We called in a friend who inspects houses and asked him to check ours and let us know if he saw work that needed to be done. We’re not planning to sell, but we want to take proper care of the house God has given us, and if we ever do sell, we don’t want to pass along problems to the next owners. Our friend noticed dry rot around a skylight over our master bath and some questionable beams and a corner board on the lower deck. It took us weeks to find a contractor willing to look at the problem because it was “too small a job”. The skylight area was repaired quickly and without difficulty, but when the carpenters began removing the questionable areas on the lower deck, more problems showed up. What started out to be a small job is turning into a major renovation. The deck is now gone, the lower level stripped back to support beams.
It all looked so good from the outside that we had no idea of the rot hidden beneath.
This can be true of life, too.
I’ve been reading about idols and how easily something good can turn into a thing to worship: a career, a family, a denomination, a political party, anything. I know in my head only God is worthy of worship, but my heart can be so easily divided. Sometimes even serving God can become an idol.

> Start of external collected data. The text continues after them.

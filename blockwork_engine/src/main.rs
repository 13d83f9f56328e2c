use std::{fs, path::PathBuf};

use anyhow::{Context, Result};
use blockwork_engine::{AudioEvent, RecordingAudio, Runtime, SafetyConfig};
use blockwork_model::{BlockKind, Project, Sound};
use clap::Parser;
use serde::Serialize;

/// Headless harness: runs a project's scripts under the cooperative
/// scheduler and reports where everything ended up.
#[derive(Parser, Debug)]
#[command(
    about = "Run block scripts headlessly and report the resulting state",
    version
)]
struct Args {
    /// Path to a project JSON file (omit to run the built-in demo project)
    #[arg(long)]
    project: Option<PathBuf>,

    /// Number of scheduler ticks to simulate
    #[arg(long, default_value_t = 120)]
    frames: u32,

    /// Simulated seconds per tick
    #[arg(long, default_value_t = 1.0 / 60.0)]
    dt: f32,

    /// Per-runner step budget per tick
    #[arg(long, default_value_t = 200)]
    max_steps_per_runner: u32,

    /// Global step budget per tick
    #[arg(long, default_value_t = 5000)]
    max_total_steps: u32,

    /// Wall-clock budget per tick in milliseconds
    #[arg(long, default_value_t = 8)]
    max_tick_millis: u64,

    /// Canned answer fed to any ask prompt the scripts raise
    #[arg(long)]
    answer: Option<String>,

    /// Single-step block by block instead of free-running ticks
    #[arg(long)]
    step: bool,

    /// Path to write the final run state as JSON
    #[arg(long)]
    state_json: Option<PathBuf>,
}

#[derive(Serialize)]
struct RunReport<'a> {
    frames_run: u32,
    running: bool,
    paused: bool,
    last_error: Option<&'a str>,
    audio_events: &'a [AudioEvent],
    project: &'a Project,
}

fn main() -> Result<()> {
    env_logger::init();
    let args = Args::parse();

    let mut project = match args.project.as_ref() {
        Some(path) => {
            let json = fs::read_to_string(path)
                .with_context(|| format!("reading project file {}", path.display()))?;
            Project::from_json(&json)
                .with_context(|| format!("parsing project file {}", path.display()))?
        }
        None => demo_project(),
    };

    let mut runtime = Runtime::with_safety(SafetyConfig {
        max_steps_per_runner_per_tick: args.max_steps_per_runner,
        max_total_steps_per_tick: args.max_total_steps,
        max_tick_millis: args.max_tick_millis,
    });
    let mixer = RecordingAudio::new();

    runtime.start_green_flag(&project, &mixer);
    println!(
        "Green flag: {} script(s) across {} actor(s)",
        runtime.runner_count(),
        project.actors.len()
    );

    let mut frames_run = 0;
    for _ in 0..args.frames {
        if !runtime.is_running() {
            break;
        }
        if project.ask_active() {
            match args.answer.as_ref() {
                Some(answer) => {
                    println!("Ask: {:?} -> answering {answer:?}", project.ask_prompt());
                    project.submit_answer(answer.clone());
                }
                None => {
                    println!(
                        "Ask: {:?} has no --answer to feed; stopping here",
                        project.ask_prompt()
                    );
                    break;
                }
            }
        }
        if args.step {
            runtime.step(&mut project, &mixer);
        } else {
            runtime.tick(&mut project, &mixer, args.dt);
        }
        frames_run += 1;
        if runtime.is_paused() {
            break;
        }
    }

    println!(
        "\nAfter {frames_run} {}:",
        if args.step { "steps" } else { "ticks" }
    );
    for actor in &project.actors {
        let bubble = if actor.say_text.is_empty() {
            String::new()
        } else {
            format!(" says {:?}", actor.say_text)
        };
        println!(
            "  {:<10} x={:>8.2} y={:>8.2} heading={:>6.1} size={:>5.1}% {}{}",
            actor.name,
            actor.x,
            actor.y,
            actor.heading_deg,
            actor.size_percent,
            if actor.visible { "shown" } else { "hidden" },
            bubble
        );
    }

    let events = mixer.events();
    println!(
        "Audio: {} event(s) | scheduler: {}{}",
        events.len(),
        if runtime.is_running() {
            "still running"
        } else {
            "idle"
        },
        if runtime.is_paused() { " (paused)" } else { "" }
    );
    if let Some(error) = runtime.last_error() {
        println!("!! {error}");
    }

    if let Some(path) = args.state_json.as_ref() {
        let report = RunReport {
            frames_run,
            running: runtime.is_running(),
            paused: runtime.is_paused(),
            last_error: runtime.last_error(),
            audio_events: &events,
            project: &project,
        };
        let json =
            serde_json::to_string_pretty(&report).context("serializing run report to JSON")?;
        fs::write(path, json)
            .with_context(|| format!("writing run report to {}", path.display()))?;
        println!("Saved run report to {}", path.display());
    }

    Ok(())
}

/// Small built-in project so the harness does something useful with no
/// arguments: one actor walks and loops, the other waits on a condition.
fn demo_project() -> Project {
    let mut project = Project::new();

    let scout = project.add_actor("Scout");
    if let Some(actor) = project.actor_mut(scout) {
        actor.sounds.push(Sound::new("blip", "blip.wav"));
    }
    if let Some(script) = project.create_script(scout, BlockKind::WhenGreenFlag, 0.0, 0.0) {
        let _ = project.append_to_script(scout, script, BlockKind::Say);
        let _ = project.append_to_script(scout, script, BlockKind::PlaySound);
        if let Some(repeat) = project.append_to_script(scout, script, BlockKind::Repeat) {
            set_args(&mut project, scout, repeat, &["6"]);
            if let Some(body) = project.append_to_child_chain(scout, repeat, BlockKind::MoveSteps)
            {
                set_args(&mut project, scout, body, &["20"]);
            }
            let _ = project.append_to_child_chain(scout, repeat, BlockKind::TurnRight);
        }
        let _ = project.append_to_script(scout, script, BlockKind::WaitSeconds);
        let _ = project.append_to_script(scout, script, BlockKind::Hide);
    }

    let echo = project.add_actor("Echo");
    if let Some(script) = project.create_script(echo, BlockKind::WhenGreenFlag, 0.0, 0.0) {
        if let Some(until) = project.append_to_script(echo, script, BlockKind::RepeatUntil) {
            if let Some(body) = project.append_to_child_chain(echo, until, BlockKind::ChangeXBy) {
                set_args(&mut project, echo, body, &["30"]);
            }
        }
        if let Some(say) = project.append_to_script(echo, script, BlockKind::Say) {
            set_args(&mut project, echo, say, &["Made it to the edge!"]);
        }
    }

    project
}

fn set_args(project: &mut Project, actor_id: u32, block_id: u32, args: &[&str]) {
    if let Some(actor) = project.actor_mut(actor_id) {
        if let Some(block) = actor.blocks.get_mut(&block_id) {
            block.args = args.iter().map(|arg| arg.to_string()).collect();
        }
    }
}
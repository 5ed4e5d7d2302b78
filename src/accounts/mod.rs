pub mod domain;
pub mod login;
pub mod registrar;
pub mod repository;

pub use domain::{
    Email, Handle, NewAccount, PasswordHash, ProfileUpdate, RegistrationRequest, ValidationError,
};
pub use login::{CredentialValidator, LoginError, LoginRequest, ValidatedLogin};
pub use registrar::{IdentityRegistrar, RegistrationError};
pub use repository::{AccountStore, SqliteAccountStore};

The carpenter keeps showing us new problem areas and giving us a choice. “We can stop here, but I think there may be another problem over there.” Dry rot is bacteria, those tiny little unseen organisms that nibble away. If not removed, they’ll just grow. The carpenter grimaces when he says how much the added material is going to cost, and because we’re being worked into a very busy contractor’s schedule, we’re paying by the hour. The question is do we ignore the rot that may be there and will cause more problems in the future, or “bite the bullet” and rip it all out now?
This is true of life, isn’t it? Leave a little sin and it grows.
So I ask myself: Is there anything that has become more important to me than God? Of course not, I say, but then ask: Where do I spend most of my time? What puts me on the defensive? What rouses my anger? What keeps me awake at night? Who do I run to in times of joy or despair? Am I putting my hope in someone or something without recognizing this is idolatry? Every question has to do with the condition of my heart, mind and soul.
So — while listening to the screech of crowbars and slam of discarded wood outside my downstairs office, I’m being reminded I have work to do, too. I’ve called upon God to be my inspector, and God is the carpenter, too. In His strength, and with His guidance, I can get to work ripping the dry rot out of my life.